## Required work
After reading each line of the entries, give the number of lines that contain "platform" and nothing else.

Stored items:
▬▬▬▬▬▬▬▬▬▬

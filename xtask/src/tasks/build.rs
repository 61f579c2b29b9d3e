use anyhow::{Context, Result};
use std::path::Path;

use crate::config::XtaskConfig;
use crate::platform::{BuildVariant, HostPlatform};
use crate::runner::ShellRunner;
use crate::stage::{self, Project};

pub fn run(
    variant: BuildVariant,
    platform: &HostPlatform,
    root: &Path,
    config: &XtaskConfig,
) -> Result<()> {
    let project = Project::new(root, config);
    tracing::info!("Project: {}", project.root.display());

    let staged = stage::run(variant, platform, &project, &ShellRunner)
        .with_context(|| format!("`{variant}` failed on {platform}"))?;

    println!("{}", staged.destination.display());
    Ok(())
}
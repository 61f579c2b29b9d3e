//! Build-and-stage orchestration.
//!
//! One linear pass: resolve the plan, run the build script, check the
//! artifact exists, optionally rewrite its search path, then copy it into the
//! package's library directory.

use std::fs;
use std::path::{Path, PathBuf};

use tracing::{debug, info, warn};

use crate::config::XtaskConfig;
use crate::error::StageError;
use crate::platform::{BuildPlan, BuildVariant, HostPlatform};
use crate::runner::{BuildRunner, BuildTarget, BUILD_SHELL};

/// Where things live inside the project being packaged.
#[derive(Clone, Debug)]
pub struct Project {
    pub root: PathBuf,
    pub scripts_dir: PathBuf,
    pub dest_dir: PathBuf,
    pub windows_source_name: String,
}

impl Project {
    pub fn new(root: &Path, config: &XtaskConfig) -> Self {
        Self {
            root: root.to_path_buf(),
            scripts_dir: config.layout.scripts_dir.clone(),
            dest_dir: config.layout.dest_dir.clone(),
            windows_source_name: config.windows.source_name.clone(),
        }
    }

    pub fn scripts_path(&self) -> PathBuf {
        self.root.join(&self.scripts_dir)
    }

    pub fn dest_path(&self) -> PathBuf {
        self.root.join(&self.dest_dir)
    }
}

#[derive(Clone, Debug, PartialEq, Eq)]
pub struct StagedArtifact {
    pub source: PathBuf,
    pub destination: PathBuf,
    pub bytes: u64,
}

/// Build the native library for `variant` on `platform` and stage it.
pub fn run<R: BuildRunner + ?Sized>(
    variant: BuildVariant,
    platform: &HostPlatform,
    project: &Project,
    runner: &R,
) -> Result<StagedArtifact, StageError> {
    let plan = BuildPlan::resolve(variant, platform, &project.windows_source_name)?;
    debug!(?plan, "resolved build plan");

    if plan.has_extension_mismatch() {
        warn!(
            "{} is staged as {}; the extensions differ (set [windows] source_name or --source-name to change the source)",
            plan.artifact.display(),
            plan.file_name
        );
    }

    info!(
        "Compiling audioFlux native library ({}, {})",
        plan.variant, plan.platform
    );
    let target = BuildTarget {
        script: plan.script.to_string(),
        working_dir: project.scripts_path(),
        env: plan.env.clone(),
    };
    let status = runner
        .execute(&target)
        .map_err(|source| StageError::Spawn {
            program: format!("{BUILD_SHELL} {}", plan.script),
            source,
        })?;
    if !status.success() {
        return Err(StageError::Build {
            script: plan.script.to_string(),
            status,
        });
    }

    let source = project.root.join(&plan.artifact);
    if !source.is_file() {
        return Err(StageError::ArtifactMissing { path: source });
    }

    if let Some(rewrite) = plan.rewrite {
        let tool = rewrite.program();
        info!("Rewriting library search path with {tool}");
        let status = runner
            .rewrite_search_path(&source, rewrite)
            .map_err(|source| StageError::Spawn {
                program: tool.to_string(),
                source,
            })?;
        if !status.success() {
            return Err(StageError::PathRewrite { tool, status });
        }
    }
    info!("Compile audioFlux successful");

    let staged = stage_artifact(&source, &project.dest_path(), &plan.file_name)?;
    info!(
        "Copied {} to {} ({} bytes)",
        staged.source.display(),
        staged.destination.display(),
        staged.bytes
    );
    Ok(staged)
}

/// Copy `source` to `dest_dir/file_name`, replacing whatever is there.
pub fn stage_artifact(
    source: &Path,
    dest_dir: &Path,
    file_name: &str,
) -> Result<StagedArtifact, StageError> {
    if !source.is_file() {
        return Err(StageError::ArtifactMissing {
            path: source.to_path_buf(),
        });
    }

    fs::create_dir_all(dest_dir).map_err(|e| StageError::io("create", dest_dir, e))?;

    let destination = dest_dir.join(file_name);
    if destination.exists() {
        debug!(path = %destination.display(), "removing previously staged library");
        fs::remove_file(&destination).map_err(|e| StageError::io("remove", &destination, e))?;
    }

    let bytes = fs::copy(source, &destination)
        .map_err(|e| StageError::io("copy to", &destination, e))?;

    Ok(StagedArtifact {
        source: source.to_path_buf(),
        destination,
        bytes,
    })
}
use std::io::IsTerminal;

use tracing_subscriber::{layer::SubscriberExt, util::SubscriberInitExt, EnvFilter};

/// `RUST_LOG` wins; otherwise `--verbose` switches this crate to debug.
/// Colors only when stderr is a terminal.
pub fn init(verbose: bool) {
    let fallback = if verbose {
        "xtask=debug,info"
    } else {
        "xtask=info"
    };
    let filter = EnvFilter::try_from_default_env().unwrap_or_else(|_| EnvFilter::new(fallback));

    tracing_subscriber::registry()
        .with(filter)
        .with(
            tracing_subscriber::fmt::layer()
                .with_writer(std::io::stderr)
                .with_ansi(std::io::stderr().is_terminal())
                .with_target(false)
                .without_time()
                .compact(),
        )
        .init();
}
use anyhow::{bail, Context, Result};
use std::path::{Path, PathBuf};

/// Project root: `--root` if given, otherwise the parent of this crate.
pub fn project_root(explicit: Option<&Path>) -> Result<PathBuf> {
    let root = match explicit {
        Some(p) => p.to_path_buf(),
        None => PathBuf::from(env!("CARGO_MANIFEST_DIR"))
            .parent()
            .map(Path::to_path_buf)
            .context("xtask is expected at <repo>/xtask")?,
    };

    if !root.is_dir() {
        bail!("Project root {} is not a directory", root.display());
    }
    root.canonicalize()
        .with_context(|| format!("Resolving project root {}", root.display()))
}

▬▬▬▬▬▬▬▬▬▬

## Exercise solution
9